May 29, 2024 3 min read

Cox tells Fourth Circuit it should overturn copyright case because of record label misconduct

Cox Communications is having another go at overturning the judgement in its legal battle with the record industry. It has already managed to force a review of the damages it must pay, but says that the entire judgement should be overturned because of misconduct by the majors in the original trial

Cox tells Fourth Circuit it should overturn copyright case because of record label misconduct

US internet service provider Cox Communications has filed another appeal with the Fourth Circuits Appeal Court in its ongoing legal battle with the music industry. It previously got the Fourth Circuit to force a review of the billion dollars in damages it was ordered to pay the record companies. However, it still quite likes the idea of paying no damages at all, and so is ploughing on with a second appeal.

This time the ISP wants the appeals court to consider some very specific grievances. In a recent legal filing, it explains that the issue here is alleged “litigation misconduct” by the record companies and “newly discovered evidence” which “reveals that the initial jury verdict was unfairly procured”. 

Cox Communications was involved in two key cases testing the copyright liabilities of ISPs in the US. First, BMG successfully argued that Cox didn’t do enough to stop repeat copyright infringers among its customer base and could therefore be held liable for the infringement of its users. Then the majors sued making the very same argument and, in 2019, won the headline-grabbing billion dollars in damages. 

Since then Cox has pursued various routes of appeal. Its first trip to the Fourth Circuit resulted in a mixed bag judgement, partly in favour of the ISP. 

In 2019, Cox was found liable for both contributory infringement - having contributed to its users’ illegal distribution of music - and vicarious infringement - on the basis it profited from that illegal distribution. The Fourth Circuit ruled that there was only a case for contributory infringement, which is relevant because that would normally reduce the damages bill. To that end, the district court where the legal battle began now has to reconsider what damages Cox should pay. 

While all that was ongoing, Cox also launched a separate appeal which is where the allegation was made that the record labels were guilty of “litigation misconduct”. 

In order to hold the ISP liable for contributory infringement, the labels had to show that the internet company’s customers had directly infringed the copyright in their recordings. They did that with a hard disk of data gathered by anti-piracy company MarkMonitor, which related to music files that had been downloaded illegally between 2012 and 2014.

“The reliability of MarkMonitor’s system was all-important”, Cox states in its new filing with the Fourth Circuit. However, it claims, the ISP “was deprived of the opportunity to scrutinise MarkMonitor’s system fully”. 

Such scrutiny, however, did occur when the record labels sued other ISPs like Charter Communications and Bright House Communications. That scrutiny, Cox argues, highlighted issues with the MarkMonitor data that would have been relevant in its case, and which should have been disclosed by the labels during its trial. 
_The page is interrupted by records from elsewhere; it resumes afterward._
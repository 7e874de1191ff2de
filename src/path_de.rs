use serde::de::DeserializeOwned;
use thiserror::Error;

/// A deserialization failure together with the JSON path where it happened.
#[derive(Error, Debug, Clone, PartialEq, Eq)]
#[error("at JSON path {path} → {message}")]
pub struct PathError {
    pub path: String,
    pub message: String,
}

impl<E: std::fmt::Display> From<serde_path_to_error::Error<E>> for PathError {
    fn from(err: serde_path_to_error::Error<E>) -> Self {
        let path = err.path().to_string();
        PathError { path, message: err.into_inner().to_string() }
    }
}

/// Deserialize with JSON-path context in error messages.
pub fn from_str_with_path<T: DeserializeOwned>(src: &str) -> Result<T, PathError> {
    let de = &mut serde_json::Deserializer::from_str(src);
    Ok(serde_path_to_error::deserialize::<_, T>(de)?)
}

pub fn from_slice_with_path<T: DeserializeOwned>(bytes: &[u8]) -> Result<T, PathError> {
    let de = &mut serde_json::Deserializer::from_slice(bytes);
    Ok(serde_path_to_error::deserialize::<_, T>(de)?)
}

/// Same as [`from_str_with_path`], for an already parsed document.
pub fn from_value_with_path<T: DeserializeOwned>(value: &serde_json::Value) -> Result<T, PathError> {
    Ok(serde_path_to_error::deserialize::<_, T>(value)?)
}

#[cfg(test)]
mod tests {
    use super::*;
    use std::collections::BTreeMap;

    #[test]
    fn reports_nested_path() {
        let err = from_str_with_path::<BTreeMap<String, Vec<u32>>>(r#"{"a": [1, "x"]}"#).unwrap_err();
        assert_eq!(err.path, "a[1]");
    }
}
In the Charter litigation, Cox writes in its new legal filing, the labels “were forced to disclose a project they had commissioned from MarkMonitor in 2016 to re-download, from random sources on the internet, the songs purportedly reflected in the MarkMonitor database. Why commission such a project? Because MarkMonitor had deleted critical direct-infringement evidence: the original files on which its database was founded”. 
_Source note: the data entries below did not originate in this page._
//! Abstract render surface.
//!
//! Every visible effect the page performs goes through [`RenderSurface`], so
//! theme, gallery, modal, and form logic can run against a recording
//! implementation in tests instead of a live document. [`BufferSurface`] is
//! that implementation; the page builder also uses it to accumulate gallery
//! markup before rendering the shell.

use crate::theme::Theme;
use std::collections::{HashMap, HashSet};

/// One of the two gallery containers.
#[derive(Debug, Clone, Copy, PartialEq, Eq, Hash)]
pub enum Region {
    /// The web projects grid.
    Web,
    /// The Flutter/mobile projects grid.
    Mobile,
}

impl Region {
    /// Returns the region as a short identifier.
    #[must_use]
    pub fn as_str(&self) -> &'static str {
        match self {
            Self::Web => "web",
            Self::Mobile => "mobile",
        }
    }

    /// Returns the id of the container element for this region.
    #[must_use]
    pub fn container_id(&self) -> &'static str {
        match self {
            Self::Web => "projects-web",
            Self::Mobile => "projects-mobile",
        }
    }
}

/// Icon affordances swapped by the theme and menu toggles.
#[derive(Debug, Clone, Copy, PartialEq, Eq)]
pub enum Icon {
    Sun,
    Moon,
    Bars,
    Close,
}

impl Icon {
    /// Returns the Font Awesome class for this icon.
    #[must_use]
    pub fn css_class(&self) -> &'static str {
        match self {
            Self::Sun => "fa-sun",
            Self::Moon => "fa-moon",
            Self::Bars => "fa-bars",
            Self::Close => "fa-times",
        }
    }
}

/// User-facing notices raised by the contact form.
#[derive(Debug, Clone, Copy, PartialEq, Eq)]
pub enum Notice {
    MessageSent,
    MessageFailed,
}

impl Notice {
    /// Returns the notice text shown to the user.
    #[must_use]
    pub fn message(&self) -> &'static str {
        match self {
            Self::MessageSent => "Message sent!",
            Self::MessageFailed => "Failed to send message. Please try again later.",
        }
    }
}

/// The set of visible effects the page performs.
pub trait RenderSurface {
    /// Sets the document-level theme marker.
    fn set_document_theme(&mut self, theme: Theme);

    /// Swaps the theme-toggle icon.
    fn set_theme_icon(&mut self, icon: Icon);

    /// Swaps the hamburger icon.
    fn set_menu_icon(&mut self, icon: Icon);

    /// Opens or closes the mobile menu panel.
    fn set_menu_open(&mut self, open: bool);

    /// Replaces a gallery region's content.
    fn replace_region(&mut self, region: Region, html: String);

    /// Appends a card to a gallery region.
    fn append_to_region(&mut self, region: Region, html: String);

    /// Opens the detail overlay with the given body, or closes it.
    fn set_modal(&mut self, body: Option<String>);

    /// Suppresses or restores page scroll.
    fn set_scroll_locked(&mut self, locked: bool);

    /// Applies the revealed marker to an observed element.
    fn mark_revealed(&mut self, element_id: &str);

    /// Shows a user-facing notice.
    fn show_notice(&mut self, notice: Notice);

    /// Clears the contact form fields.
    fn clear_contact_form(&mut self);
}

/// A surface that records every effect in memory.
#[derive(Debug, Default)]
pub struct BufferSurface {
    /// Applied document theme, if any.
    pub theme: Option<Theme>,
    /// Current theme-toggle icon.
    pub theme_icon: Option<Icon>,
    /// Current hamburger icon.
    pub menu_icon: Option<Icon>,
    /// Whether the mobile menu panel is open.
    pub menu_open: bool,
    /// Current detail overlay body, if open.
    pub modal: Option<String>,
    /// Whether page scroll is suppressed.
    pub scroll_locked: bool,
    /// Elements carrying the revealed marker.
    pub revealed: HashSet<String>,
    /// Notices shown, in order.
    pub notices: Vec<Notice>,
    /// Whether the contact form was cleared.
    pub contact_cleared: bool,
    regions: HashMap<Region, String>,
}

impl BufferSurface {
    /// Creates an empty surface.
    #[must_use]
    pub fn new() -> Self {
        Self::default()
    }

    /// Returns the accumulated markup of a region.
    pub fn region(&self, region: Region) -> &str {
        self.regions.get(&region).map_or("", String::as_str)
    }
}

impl RenderSurface for BufferSurface {
    fn set_document_theme(&mut self, theme: Theme) {
        self.theme = Some(theme);
    }

    fn set_theme_icon(&mut self, icon: Icon) {
        self.theme_icon = Some(icon);
    }

    fn set_menu_icon(&mut self, icon: Icon) {
        self.menu_icon = Some(icon);
    }

    fn set_menu_open(&mut self, open: bool) {
        self.menu_open = open;
    }

    fn replace_region(&mut self, region: Region, html: String) {
        self.regions.insert(region, html);
    }

    fn append_to_region(&mut self, region: Region, html: String) {
        self.regions.entry(region).or_default().push_str(&html);
    }

    fn set_modal(&mut self, body: Option<String>) {
        self.modal = body;
    }

    fn set_scroll_locked(&mut self, locked: bool) {
        self.scroll_locked = locked;
    }

    fn mark_revealed(&mut self, element_id: &str) {
        self.revealed.insert(element_id.to_string());
    }

    fn show_notice(&mut self, notice: Notice) {
        self.notices.push(notice);
    }

    fn clear_contact_form(&mut self) {
        self.contact_cleared = true;
    }
}

#[cfg(test)]
mod tests {
    use super::*;

    #[test]
    fn regions_accumulate_appends() {
        let mut surface = BufferSurface::new();
        surface.append_to_region(Region::Web, "<div>a</div>".to_string());
        surface.append_to_region(Region::Web, "<div>b</div>".to_string());

        assert_eq!(surface.region(Region::Web), "<div>a</div><div>b</div>");
        assert_eq!(surface.region(Region::Mobile), "");
    }

    #[test]
    fn replace_discards_previous_content() {
        let mut surface = BufferSurface::new();
        surface.append_to_region(Region::Mobile, "<div>card</div>".to_string());
        surface.replace_region(Region::Mobile, "<p>empty</p>".to_string());

        assert_eq!(surface.region(Region::Mobile), "<p>empty</p>");
    }

    #[test]
    fn icons_map_to_their_css_classes() {
        assert_eq!(Icon::Sun.css_class(), "fa-sun");
        assert_eq!(Icon::Moon.css_class(), "fa-moon");
        assert_eq!(Icon::Bars.css_class(), "fa-bars");
        assert_eq!(Icon::Close.css_class(), "fa-times");
    }

    #[test]
    fn notice_messages_are_fixed() {
        assert_eq!(Notice::MessageSent.message(), "Message sent!");
        assert_eq!(
            Notice::MessageFailed.message(),
            "Failed to send message. Please try again later."
        );
    }
}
That revelation, Cox claims, forced the labels to change their arguments in the Charter case. Those arguments were then not tested in court because that particular lawsuit was settled. As was the separate case involving Bright House. 

Cox says that the revelations in the Charter and Bright House cases are sufficient to overturn the original ruling against it, citing Rule 60 of the US Federal Rules Of Civil Procedure. That rule says that a court can “relieve a party from a final judgement” for various reasons, including newly discovered evidence or misconduct by an opposing party. 

However, when it made that argument to the district court where it fought the original legal battle, the judge who oversaw the case concluded that there wasn’t, in fact, sufficient grounds to overturn the jury’s ruling. The new evidence, he said, was “not material, nor is it likely to produce a new outcome if the case were retried”.

It is that conclusion that Cox is now appealing in the Fourth Circuit. “The interests of justice demand a new trial in which Cox will have the opportunity to test the labels’ evidence of direct infringement”, it concludes.